ウェブ×ソーシャル×アメリカ <全球時代>の構想力 (講談社現代新書)

ウェブ×ソーシャル×アメリカ <全球時代>の構想力 (講談社現代新書)

書店でこの本を手に取ったのには珍しく明確な意図があって、それはこの本が、『ウェブ進化論』を読んだ時以来感じていた「インターネットのベクトルや如何に?」という疑問に、一つの示唆を与えてくれるのではないかという期待でした。いやいや、君はよく分かっていないからひとくくりに「ネットが」とか「ウェブの」とか言うけれども、GoogleAppleFacebookTwitterなどそれぞれにそれを生んだ理想や理念があり、それらのサービスのシェア争いはバックグラウンドにある理念の争いでもあるんだぜ。
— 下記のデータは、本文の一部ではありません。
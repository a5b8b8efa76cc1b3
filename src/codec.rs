//! Line-oriented text codec for COO sparse matrices
//!
//! The format is two header lines followed by one parenthesized triplet per
//! stored entry:
//!
//! ```text
//! rows=3
//! cols=3
//! (0, 1, 5)
//! (2, 2, -7)
//! ```
//!
//! Blank and whitespace-only lines are skipped. Entries may appear in any
//! order; a duplicate coordinate is resolved last-write-wins. `encode` writes
//! entries sorted by (row, column) so output files are reproducible across
//! runs.
//!
//! The decode and encode functions work over any `BufRead`/`Write`;
//! `read_matrix` and `write_matrix` wrap them for filesystem paths. Directory
//! layout is an explicit [`IoConfig`] value owned by the caller, never global
//! state.

use std::fmt;
use std::fs::{self, File};
use std::io::{self, BufRead, BufReader, BufWriter, Write};
use std::path::{Path, PathBuf};

use num_traits::PrimInt;

use crate::error::{Result, SparseError};
use crate::matrix::SparseMatrixCOO;

/// Input and output directories for matrix files
///
/// Replaces ambient working-directory configuration: the caller constructs one
/// of these at startup and passes it wherever paths are resolved.
#[derive(Debug, Clone)]
pub struct IoConfig {
    /// Directory matrix input files are read from
    pub input_dir: PathBuf,

    /// Directory result files are written to
    pub output_dir: PathBuf,
}

impl Default for IoConfig {
    fn default() -> Self {
        Self {
            input_dir: PathBuf::from("."),
            output_dir: PathBuf::from("."),
        }
    }
}

impl IoConfig {
    /// Creates a configuration with the given input and output directories
    pub fn new(input_dir: impl Into<PathBuf>, output_dir: impl Into<PathBuf>) -> Self {
        Self {
            input_dir: input_dir.into(),
            output_dir: output_dir.into(),
        }
    }

    /// Resolves a filename against the input directory
    pub fn input_path(&self, filename: &str) -> PathBuf {
        self.input_dir.join(filename)
    }

    /// Resolves a filename against the output directory
    pub fn output_path(&self, filename: &str) -> PathBuf {
        self.output_dir.join(filename)
    }

    /// Creates both directories if they do not already exist
    pub fn ensure_dirs(&self) -> Result<()> {
        fs::create_dir_all(&self.input_dir)?;
        fs::create_dir_all(&self.output_dir)?;
        Ok(())
    }
}

/// Parses a matrix from a line-oriented text source
///
/// Fails with `FormatError` on a malformed header or data line, with
/// `InvalidDimension` on a negative dimension value, with `OutOfBounds` when an
/// entry's coordinates fall outside the declared dimensions, and with `Io` when
/// the reader itself fails. Any failure abandons the whole parse; no partially
/// populated matrix escapes.
pub fn decode<T, R>(reader: R) -> Result<SparseMatrixCOO<T>>
where
    T: PrimInt,
    R: BufRead,
{
    let mut lines = reader.lines().enumerate();
    let mut last_line = 0;

    let n_rows = next_header(&mut lines, "rows", &mut last_line)?;
    let n_cols = next_header(&mut lines, "cols", &mut last_line)?;

    let mut matrix = SparseMatrixCOO::new(n_rows, n_cols);
    for (idx, line) in lines {
        let line = line?;
        let trimmed = line.trim();
        if trimmed.is_empty() {
            continue;
        }

        let (row, col, value) = parse_entry::<T>(trimmed, idx + 1)?;
        if row >= n_rows || col >= n_cols {
            return Err(SparseError::OutOfBounds {
                row,
                col,
                n_rows,
                n_cols,
            });
        }
        matrix.set(row, col, value);
    }
    Ok(matrix)
}

/// Writes the textual form of a matrix: headers first, then one triplet line
/// per entry, sorted by (row, column)
pub fn encode<T, W>(writer: &mut W, matrix: &SparseMatrixCOO<T>) -> Result<()>
where
    T: PrimInt + fmt::Display,
    W: Write,
{
    writeln!(writer, "rows={}", matrix.n_rows)?;
    writeln!(writer, "cols={}", matrix.n_cols)?;
    for (r, c, v) in matrix.sorted_triplets() {
        writeln!(writer, "({}, {}, {})", r, c, v)?;
    }
    Ok(())
}

/// Reads and decodes a matrix file
pub fn read_matrix<T, P>(path: P) -> Result<SparseMatrixCOO<T>>
where
    T: PrimInt,
    P: AsRef<Path>,
{
    let file = File::open(path)?;
    decode(BufReader::new(file))
}

/// Encodes a matrix and writes it to a file
pub fn write_matrix<T, P>(path: P, matrix: &SparseMatrixCOO<T>) -> Result<()>
where
    T: PrimInt + fmt::Display,
    P: AsRef<Path>,
{
    let file = File::create(path)?;
    let mut writer = BufWriter::new(file);
    encode(&mut writer, matrix)?;
    writer.flush()?;
    Ok(())
}

/// Consumes lines until the `<key>=` header is found, skipping blanks
fn next_header<I>(lines: &mut I, key: &str, last_line: &mut usize) -> Result<usize>
where
    I: Iterator<Item = (usize, io::Result<String>)>,
{
    for (idx, line) in lines {
        let line = line?;
        let trimmed = line.trim();
        if trimmed.is_empty() {
            continue;
        }

        let line_no = idx + 1;
        *last_line = line_no;

        let value = match trimmed.strip_prefix(key).and_then(|r| r.strip_prefix('=')) {
            Some(rest) => rest.trim(),
            None => {
                return Err(SparseError::FormatError {
                    line: line_no,
                    reason: format!("expected `{key}=` header, found `{trimmed}`"),
                })
            }
        };

        let parsed: i64 = value.parse().map_err(|_| SparseError::FormatError {
            line: line_no,
            reason: format!("non-integer dimension `{value}`"),
        })?;
        if parsed < 0 {
            return Err(SparseError::InvalidDimension {
                value: value.to_string(),
            });
        }
        return Ok(parsed as usize);
    }

    Err(SparseError::FormatError {
        line: *last_line + 1,
        reason: format!("missing `{key}=` header"),
    })
}

/// Parses one `(row, col, value)` data line
fn parse_entry<T: PrimInt>(line: &str, line_no: usize) -> Result<(usize, usize, T)> {
    let inner = line
        .strip_prefix('(')
        .and_then(|s| s.strip_suffix(')'))
        .ok_or_else(|| SparseError::FormatError {
            line: line_no,
            reason: format!("entry `{line}` is not parenthesized"),
        })?;

    let fields: Vec<&str> = inner.split(',').collect();
    if fields.len() != 3 {
        return Err(SparseError::FormatError {
            line: line_no,
            reason: format!("expected 3 fields per entry, found {}", fields.len()),
        });
    }

    let row = parse_coordinate(fields[0], line_no)?;
    let col = parse_coordinate(fields[1], line_no)?;
    let value_str = fields[2].trim();
    let value = T::from_str_radix(value_str, 10).map_err(|_| SparseError::FormatError {
        line: line_no,
        reason: format!("non-integer value `{value_str}`"),
    })?;

    Ok((row, col, value))
}

fn parse_coordinate(field: &str, line_no: usize) -> Result<usize> {
    let trimmed = field.trim();
    trimmed.parse().map_err(|_| SparseError::FormatError {
        line: line_no,
        reason: format!("non-integer coordinate `{trimmed}`"),
    })
}

#[cfg(test)]
mod tests {
    use super::*;

    fn decode_str(input: &str) -> Result<SparseMatrixCOO<i64>> {
        decode(input.as_bytes())
    }

    #[test]
    fn test_decode_basic() {
        let matrix = decode_str("rows=2\ncols=2\n(0, 0, 5)\n(1,1,-3)\n").unwrap();

        assert_eq!(matrix.shape(), (2, 2));
        assert_eq!(matrix.get(0, 0), 5);
        assert_eq!(matrix.get(1, 1), -3);
        assert_eq!(matrix.get(0, 1), 0);
        assert_eq!(matrix.get(1, 0), 0);
    }

    #[test]
    fn test_decode_skips_blank_lines() {
        let matrix = decode_str("\nrows=2\n\n  \ncols=3\n\n(1, 2, 9)\n\n").unwrap();

        assert_eq!(matrix.shape(), (2, 3));
        assert_eq!(matrix.get(1, 2), 9);
        assert_eq!(matrix.nnz(), 1);
    }

    #[test]
    fn test_decode_tolerates_field_whitespace() {
        let matrix = decode_str("rows=1\ncols=3\n(  0 ,\t2 ,  -11 )\n").unwrap();

        assert_eq!(matrix.get(0, 2), -11);
    }

    #[test]
    fn test_decode_duplicate_coordinate_last_write_wins() {
        let matrix = decode_str("rows=1\ncols=1\n(0, 0, 3)\n(0, 0, 8)\n").unwrap();

        assert_eq!(matrix.get(0, 0), 8);
        assert_eq!(matrix.nnz(), 1);
    }

    #[test]
    fn test_decode_explicit_zero_entry_is_elided() {
        let matrix = decode_str("rows=2\ncols=2\n(0, 1, 0)\n").unwrap();

        assert_eq!(matrix.nnz(), 0);
    }

    #[test]
    fn test_decode_wrong_field_count() {
        let err = decode_str("rows=1\ncols=1\n(0,0)\n").unwrap_err();
        assert!(matches!(err, SparseError::FormatError { line: 3, .. }));

        let err = decode_str("rows=1\ncols=1\n(0, 0, 1, 2)\n").unwrap_err();
        assert!(matches!(err, SparseError::FormatError { line: 3, .. }));
    }

    #[test]
    fn test_decode_missing_parentheses() {
        let err = decode_str("rows=1\ncols=1\n0, 0, 1\n").unwrap_err();
        assert!(matches!(err, SparseError::FormatError { .. }));
    }

    #[test]
    fn test_decode_non_integer_value() {
        let err = decode_str("rows=1\ncols=1\n(0, 0, x)\n").unwrap_err();
        assert!(matches!(err, SparseError::FormatError { .. }));
    }

    #[test]
    fn test_decode_row_out_of_bounds() {
        let err = decode_str("rows=2\ncols=2\n(2, 0, 1)\n").unwrap_err();
        assert!(matches!(
            err,
            SparseError::OutOfBounds {
                row: 2,
                col: 0,
                n_rows: 2,
                n_cols: 2,
            }
        ));
    }

    #[test]
    fn test_decode_col_out_of_bounds() {
        let err = decode_str("rows=2\ncols=2\n(0, 5, 1)\n").unwrap_err();
        assert!(matches!(err, SparseError::OutOfBounds { col: 5, .. }));
    }

    #[test]
    fn test_decode_missing_header() {
        let err = decode_str("(0, 0, 1)\n").unwrap_err();
        assert!(matches!(err, SparseError::FormatError { line: 1, .. }));

        let err = decode_str("rows=2\n").unwrap_err();
        assert!(matches!(err, SparseError::FormatError { line: 2, .. }));

        let err = decode_str("").unwrap_err();
        assert!(matches!(err, SparseError::FormatError { line: 1, .. }));
    }

    #[test]
    fn test_decode_non_integer_dimension() {
        let err = decode_str("rows=two\ncols=2\n").unwrap_err();
        assert!(matches!(err, SparseError::FormatError { line: 1, .. }));
    }

    #[test]
    fn test_decode_negative_dimension() {
        let err = decode_str("rows=-1\ncols=2\n").unwrap_err();
        assert!(matches!(err, SparseError::InvalidDimension { .. }));
    }

    #[test]
    fn test_decode_empty_matrix() {
        let matrix = decode_str("rows=0\ncols=0\n").unwrap();

        assert_eq!(matrix.shape(), (0, 0));
        assert_eq!(matrix.nnz(), 0);
    }

    #[test]
    fn test_encode_sorted_output() {
        let mut matrix = SparseMatrixCOO::new(3, 3);
        matrix.set(2, 0, 1i64);
        matrix.set(0, 2, 2);
        matrix.set(0, 1, 3);

        let mut buffer = Vec::new();
        encode(&mut buffer, &matrix).unwrap();

        assert_eq!(
            String::from_utf8(buffer).unwrap(),
            "rows=3\ncols=3\n(0, 1, 3)\n(0, 2, 2)\n(2, 0, 1)\n"
        );
    }

    #[test]
    fn test_encode_decode_roundtrip() {
        let mut original = SparseMatrixCOO::new(4, 5);
        original.set(3, 4, -100i64);
        original.set(0, 0, 1);
        original.set(2, 1, 42);

        let mut buffer = Vec::new();
        encode(&mut buffer, &original).unwrap();
        let roundtrip: SparseMatrixCOO<i64> = decode(buffer.as_slice()).unwrap();

        assert_eq!(roundtrip, original);
    }

    #[test]
    fn test_io_config_paths() {
        let config = IoConfig::new("inputs", "results");

        assert_eq!(config.input_path("a.txt"), PathBuf::from("inputs/a.txt"));
        assert_eq!(config.output_path("r.txt"), PathBuf::from("results/r.txt"));
    }
}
ざっくり言うと、それがこの本の回答であり、大まかなところの論旨だったと思います。付け加えるなら、著者自身はFacebookなどのソーシャル・ネットワークの動向に注目しており、その際重要なのはプレイヤーたちの逸脱行為が新たなものを生み出す遊戯性である、などと説いています。
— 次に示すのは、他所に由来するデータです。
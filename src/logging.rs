use anyhow::{Context, Result};
use std::path::{Path, PathBuf};
use std::sync::Mutex;
use tracing::info;
use tracing_subscriber::layer::SubscriberExt;
use tracing_subscriber::util::SubscriberInitExt;
use tracing_subscriber::EnvFilter;

use crate::config::data_dir;

pub fn default_log_dir() -> PathBuf {
    data_dir().join("logs")
}

/// Logs to stdout and to a fresh `<prefix>_<timestamp>.log` under `log_dir`.
/// `RUST_LOG` overrides `level` when set.
pub fn init(log_dir: &Path, level: &str, prefix: &str) -> Result<PathBuf> {
    std::fs::create_dir_all(log_dir)
        .with_context(|| format!("Failed to create log directory {}", log_dir.display()))?;
    let path = log_dir.join(format!(
        "{prefix}_{}.log",
        chrono::Local::now().format("%Y%m%d_%H%M%S")
    ));
    let file = std::fs::File::create(&path)
        .with_context(|| format!("Failed to create log file {}", path.display()))?;

    let filter = EnvFilter::try_from_default_env()
        .or_else(|_| EnvFilter::try_new(level))
        .unwrap_or_else(|_| EnvFilter::new("info"));

    tracing_subscriber::registry()
        .with(filter)
        .with(tracing_subscriber::fmt::layer().with_target(false))
        .with(
            tracing_subscriber::fmt::layer()
                .with_target(false)
                .with_ansi(false)
                .with_writer(Mutex::new(file)),
        )
        .try_init()
        .context("Failed to install log subscriber")?;

    Ok(path)
}

pub fn section(title: &str) {
    let rule = "=".repeat(80);
    info!("{rule}");
    info!("{title}");
    info!("{rule}");
}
備忘録的に書いておくと、それらの差異は「真善美」のメタファーで論じられます。科学的合理性や客観性(言わば「神の視点」)を追求するGoogleの「真」、社会的交流関係から共同体づくりを進めるFacebookが「善」、ウェブのあり方そのものにに多大な影響を与えたカウンターカルチャーの意匠を組み込み、人間が操作しているという自在性をアピールするAppleが「美」である。このような議論が、スチュアート・ブランドとカウンターカルチャー、そして遡ってはトクヴィルまでもを参照しながらなされています。
ただ読んでいて率直に感じたのは、かなり議論が拡散気味だったということです。「考えながら書く」姿勢で、広範な知識を動員すればそうなってしまうというのはあるで生姜、もともとこの世界に親しみ深いわけでない読者からすると冗長であり、また時間軸の前にも後ろにも推論や連想めいた話の展開が多いからか、論理的整合性を追求するモチベーションは湧きにくく、そしてそう容易でもないという点は読んでいてやや苦痛でした。
まあ著者もその辺については認識というか想定があるようで、ウェブに書くときと本に書くときの違いのようなものにも言及していましたが、あるいは受け手の側にも、それらに対する意識の違いがあるのかもしれません。